I snorted, before casting my own barb. “Her daughter?”
Gregor frowned. “Isn’t Faith her daughter?”
Did he not know, or was he playing dumb? When had he left Rowan?
“To tell you the truth,” Gregor continued, “I’m surprised she didn’t make it to your engagement. Hopefully she’ll make it to the duobosi, though.”
Ace’s arms tightened around my back, his fingers digging into the flesh of my arm. Unlike Cruz’s unyielding grip, I didn’t mind Ace’s hold. It felt possessive, protective. I supposed he wouldn’t wish a public mating ceremony on his worst enemy.
“Tickets are already selling out, I hear,” Gregor said.
I flinched. Ace slid his hand off my arm, but kept it on my body as though afraid I might keel over from dread if he didn’t hold me up. He splayed his hand on my lower back, just underneath the ribbon Veroli had tied firmly.

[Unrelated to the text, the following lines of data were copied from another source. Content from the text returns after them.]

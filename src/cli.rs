use std::path::PathBuf;

use clap::{ArgAction, Parser, ValueEnum};

use crate::downloader::{
    DownloadError, DownloadJob, DownloaderConfig, FileNaming, OutputKind, QualityPreference,
};

/// Command line arguments.
#[derive(Parser, Debug)]
#[command(name = "yt-grab")]
#[command(author, version, about = "Download a video or a whole playlist, optionally as audio")]
pub struct Cli {
    /// Video or playlist URL.
    #[arg(value_name = "URL", required_unless_present = "check_tools")]
    pub url: Option<String>,

    /// Output directory (defaults to the user's download directory).
    #[arg(short, long)]
    pub output: Option<PathBuf>,

    /// Output format: mp3 (audio only) or mp4 (video with audio).
    #[arg(short, long, default_value = "mp4")]
    pub format: OutputKind,

    /// Quality: 1080p..144p for mp4, 320kbps..64kbps for mp3.
    #[arg(short, long)]
    pub quality: Option<QualityPreference>,

    /// Path to ffmpeg.
    #[arg(long)]
    pub ffmpeg_path: Option<PathBuf>,

    /// Path to yt-dlp.
    #[arg(long)]
    pub ytdlp_path: Option<PathBuf>,

    /// Proxy URL for resolving and downloading.
    #[arg(long)]
    pub proxy: Option<String>,

    /// Container the video stream must come in (default mp4).
    #[arg(long, value_name = "EXT")]
    pub container: Option<String>,

    /// Extension of transcoded audio files (default mp3).
    #[arg(long, value_name = "EXT")]
    pub audio_ext: Option<String>,

    /// How output files are named.
    #[arg(long, value_enum, default_value_t = Naming::Title)]
    pub naming: Naming,

    /// Show ffmpeg and yt-dlp availability and exit.
    #[arg(long)]
    pub check_tools: bool,

    /// More diagnostic output (-v info, -vv debug).
    #[arg(short, long, action = ArgAction::Count)]
    pub verbose: u8,
}

#[derive(Debug, Clone, Copy, PartialEq, Eq, ValueEnum)]
pub enum Naming {
    Title,
    Id,
}

impl From<Naming> for FileNaming {
    fn from(naming: Naming) -> Self {
        match naming {
            Naming::Title => FileNaming::Title,
            Naming::Id => FileNaming::VideoId,
        }
    }
}

impl Cli {
    /// Layer the command line flags over `base`
    pub fn apply_to(&self, base: DownloaderConfig) -> DownloaderConfig {
        let mut config = base.with_file_naming(self.naming.into());
        if let Some(path) = &self.ffmpeg_path {
            config = config.with_transcoder_path(path);
        }
        if let Some(path) = &self.ytdlp_path {
            config = config.with_ytdlp_path(path);
        }
        if let Some(container) = &self.container {
            config = config.with_video_container(container.as_str());
        }
        if let Some(ext) = &self.audio_ext {
            config = config.with_audio_extension(ext.as_str());
        }
        if self.proxy.is_some() {
            config = config.with_proxy(self.proxy.clone());
        }
        config
    }

    pub fn output_dir(&self) -> PathBuf {
        self.output
            .clone()
            .or_else(dirs::download_dir)
            .unwrap_or_else(|| PathBuf::from("."))
    }

    /// Build the job; quality defaults per format
    pub fn job(&self) -> Result<DownloadJob, DownloadError> {
        let quality = self
            .quality
            .unwrap_or_else(|| self.format.default_quality());
        DownloadJob::new(
            self.url.clone().unwrap_or_default(),
            self.output_dir(),
            self.format,
            quality,
        )
    }
}
// Helper functions shared by the pipeline stages

use std::ffi::OsStr;
use std::process::Stdio;

use regex::Regex;
use thiserror::Error;
use tokio::io::AsyncReadExt;
use tokio::process::Command as TokioCommand;
use tokio::time::{timeout, Duration};
use tracing::debug;

use super::models::AudioBitrate;

lazy_static::lazy_static! {
    static ref RESOLUTION_RE: Regex = Regex::new(r"^(\d+)p(?:\d+)?$").unwrap();
    static ref BITRATE_RE: Regex = Regex::new(r"(\d+)\s*kbps").unwrap();
    static ref UNSAFE_FILENAME_RE: Regex =
        Regex::new(r##"[\x00-\x1f\x7f"#$%'*,/:;<>?\\^|~]"##).unwrap();
    static ref SPACES_RE: Regex = Regex::new(r"\s+").unwrap();
}

/// Longest file stem in bytes; leaves room for an extension under the common
/// 255 byte file name limit
const MAX_STEM_BYTES: usize = 200;

#[derive(Debug, Error)]
pub enum ProcessError {
    #[error("Failed to start {program}: {source}")]
    Spawn {
        program: String,
        #[source]
        source: std::io::Error,
    },

    #[error("Failed to wait for {program}: {source}")]
    Wait {
        program: String,
        #[source]
        source: std::io::Error,
    },

    #[error("{program} timed out after {secs}s")]
    TimedOut { program: String, secs: u64 },
}

impl ProcessError {
    /// The executable could not be found at all
    pub fn is_missing_program(&self) -> bool {
        matches!(
            self,
            Self::Spawn { source, .. } if source.kind() == std::io::ErrorKind::NotFound
        )
    }
}

/// Run a command to completion, collecting stdout/stderr, killing it on timeout
pub async fn run_output_with_timeout<I, S>(
    program: &OsStr,
    args: I,
    timeout_secs: u64,
) -> Result<std::process::Output, ProcessError>
where
    I: IntoIterator<Item = S>,
    S: AsRef<OsStr>,
{
    let name = program.to_string_lossy().to_string();
    let mut child = TokioCommand::new(program)
        .args(args)
        .stdin(Stdio::null())
        .stdout(Stdio::piped())
        .stderr(Stdio::piped())
        .kill_on_drop(true)
        .spawn()
        .map_err(|source| ProcessError::Spawn {
            program: name.clone(),
            source,
        })?;

    let mut stdout_pipe = child.stdout.take();
    let mut stderr_pipe = child.stderr.take();

    let stdout_task = tokio::spawn(async move {
        let mut buf = Vec::new();
        if let Some(pipe) = stdout_pipe.as_mut() {
            let _ = pipe.read_to_end(&mut buf).await;
        }
        buf
    });
    let stderr_task = tokio::spawn(async move {
        let mut buf = Vec::new();
        if let Some(pipe) = stderr_pipe.as_mut() {
            let _ = pipe.read_to_end(&mut buf).await;
        }
        buf
    });

    match timeout(Duration::from_secs(timeout_secs), child.wait()).await {
        Ok(status_res) => {
            let status = status_res.map_err(|source| ProcessError::Wait {
                program: name.clone(),
                source,
            })?;
            let stdout = stdout_task.await.unwrap_or_default();
            let stderr = stderr_task.await.unwrap_or_default();
            debug!(program = %name, ?status, "process finished");
            Ok(std::process::Output {
                status,
                stdout,
                stderr,
            })
        }
        Err(_) => {
            let _ = child.kill().await;
            stdout_task.abort();
            stderr_task.abort();
            Err(ProcessError::TimedOut {
                program: name,
                secs: timeout_secs,
            })
        }
    }
}

/// "720p" -> 720, "1080p60" -> 1080
pub fn parse_resolution_label(label: &str) -> Option<u32> {
    RESOLUTION_RE
        .captures(label.trim())
        .and_then(|caps| caps.get(1))
        .and_then(|m| m.as_str().parse().ok())
}

/// "192kbps" -> 192, also finds the value inside "high (192kbps)"
pub fn parse_bitrate_label(label: &str) -> Option<u32> {
    BITRATE_RE
        .captures(label)
        .and_then(|caps| caps.get(1))
        .and_then(|m| m.as_str().parse().ok())
}

/// Nominal label for a measured audio bitrate.
///
/// Platforms report measured averages (129.5, 160.1, ...), so a value within
/// 10% of a known tier gets that tier's label; anything else is rounded.
pub fn bitrate_label(abr: f64) -> String {
    // windows of neighbouring tiers overlap (160 and 192), nearest one wins
    let nominal = AudioBitrate::ALL
        .into_iter()
        .map(|tier| (tier, (abr - tier.kbps() as f64).abs()))
        .filter(|(tier, distance)| *distance <= tier.kbps() as f64 / 10.0)
        .min_by(|a, b| a.1.total_cmp(&b.1))
        .map(|(tier, _)| tier);

    match nominal {
        Some(tier) => tier.label().to_string(),
        None => format!("{:.0}kbps", abr),
    }
}

/// Turn a video title into a file stem safe on every common filesystem
pub fn sanitize_file_stem(title: &str) -> String {
    let cleaned = UNSAFE_FILENAME_RE.replace_all(title, "");
    let collapsed = SPACES_RE.replace_all(cleaned.trim(), " ");
    let trimmed = collapsed.trim_matches(|c: char| c == '.' || c.is_whitespace());
    truncate_to_bytes(trimmed, MAX_STEM_BYTES).trim_end().to_string()
}

/// Longest prefix of `s` within `max_bytes`, cut on a char boundary
fn truncate_to_bytes(s: &str, max_bytes: usize) -> &str {
    if s.len() <= max_bytes {
        return s;
    }
    let mut end = max_bytes;
    while !s.is_char_boundary(end) {
        end -= 1;
    }
    &s[..end]
}

/// Build proxy arguments for yt-dlp
pub fn get_proxy_args(proxy: Option<&str>) -> Vec<String> {
    match proxy {
        Some(p) if !p.trim().is_empty() => vec!["--proxy".to_string(), p.trim().to_string()],
        _ => Vec::new(),
    }
}

/// Build timeout arguments for yt-dlp
pub fn get_timeout_args(socket_timeout_secs: u32) -> Vec<String> {
    vec![
        "--socket-timeout".to_string(),
        socket_timeout_secs.to_string(),
    ]
}
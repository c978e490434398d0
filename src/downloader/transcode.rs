// FFmpeg transcode step - converts a fetched container into audio
//
// Contract: `<ffmpeg> -i <input> <output>`, output is the input path with
// the audio extension. Only a zero exit status together with an existing
// output counts as success; then the input is removed. On any failure the
// input stays where it is. ffmpeg refuses to overwrite without a terminal,
// so an output left by an earlier run is removed first.

use std::path::{Path, PathBuf};

use async_trait::async_trait;
use tracing::{debug, info};

use super::config::DownloaderConfig;
use super::errors::DownloadError;
use super::traits::Transcoder;
use super::utils::run_output_with_timeout;

pub struct FfmpegTranscoder {
    ffmpeg_path: PathBuf,
    extension: String,
    timeout_secs: u64,
}

impl FfmpegTranscoder {
    pub fn new(config: &DownloaderConfig) -> Self {
        Self {
            ffmpeg_path: config.transcoder_path.clone(),
            extension: config.audio_extension.clone(),
            timeout_secs: config.transcode_timeout_secs,
        }
    }

    /// Sibling of `input` carrying the target extension
    pub fn output_path(&self, input: &Path) -> PathBuf {
        input.with_extension(&self.extension)
    }

    fn build_args(input: &Path, output: &Path) -> Vec<std::ffi::OsString> {
        vec![
            "-i".into(),
            input.as_os_str().to_owned(),
            output.as_os_str().to_owned(),
        ]
    }
}

#[async_trait]
impl Transcoder for FfmpegTranscoder {
    fn target_extension(&self) -> &str {
        &self.extension
    }

    async fn transcode(&self, input: &Path) -> Result<PathBuf, DownloadError> {
        let output = self.output_path(input);
        if output == input {
            // already in the target format, ffmpeg cannot convert in place
            return Ok(output);
        }

        match tokio::fs::remove_file(&output).await {
            Ok(()) => debug!(output = %output.display(), "removed stale output"),
            Err(e) if e.kind() == std::io::ErrorKind::NotFound => {}
            Err(e) => {
                return Err(DownloadError::Transcode(format!(
                    "could not replace {}: {}",
                    output.display(),
                    e
                )))
            }
        }

        info!(input = %input.display(), output = %output.display(), "transcoding");

        let result = run_output_with_timeout(
            self.ffmpeg_path.as_os_str(),
            Self::build_args(input, &output),
            self.timeout_secs,
        )
        .await
        .map_err(|e| {
            if e.is_missing_program() {
                DownloadError::Transcode(format!(
                    "transcoder not found at {}",
                    self.ffmpeg_path.display()
                ))
            } else {
                DownloadError::Transcode(e.to_string())
            }
        })?;

        if !result.status.success() {
            let stderr = String::from_utf8_lossy(&result.stderr);
            let last_line = stderr.lines().rev().find(|l| !l.trim().is_empty()).unwrap_or("");
            debug!(status = %result.status, stderr = %stderr.trim(), "transcoder failed");
            return Err(DownloadError::Transcode(format!(
                "{} exited with {}: {}",
                self.ffmpeg_path.display(),
                result.status,
                last_line.trim()
            )));
        }

        if !tokio::fs::try_exists(&output).await.unwrap_or(false) {
            return Err(DownloadError::Transcode(format!(
                "transcoder reported success but {} is missing",
                output.display()
            )));
        }

        tokio::fs::remove_file(input).await.map_err(|e| {
            DownloadError::Transcode(format!("could not remove {}: {}", input.display(), e))
        })?;

        info!(output = %output.display(), "transcode finished");
        Ok(output)
    }
}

“You know, Ace, I take it back. Cruz and you were terrific diplomatic envoys. Especially Cruz. Not only does he return with a huntress, but he’s apparently got Gwenelda in his pocket.”
“Gwenelda would never trust him,” I said.
“With all the excitement, you two probably haven’t had much time to talk about much else than your undying love for each other.” Gregor smiled, his teeth a slash of cruel white. Faith had that same wide, blinding smile, except on her, it was attractive. On him, it was borderline grotesque. “Now that you can no longer interfere, she will awaken the hunters.”
My fingers rolled into fists. “She will not.”
Ace had become one solid block of man next to me. His breathing had turned shallow, and pulsed from his barely parted lips. He looked over at Cruz, deep in conversation with Linus Wood. “Excuse me,” he murmured. He pulled his hand away from me and walked toward his father and Cruz.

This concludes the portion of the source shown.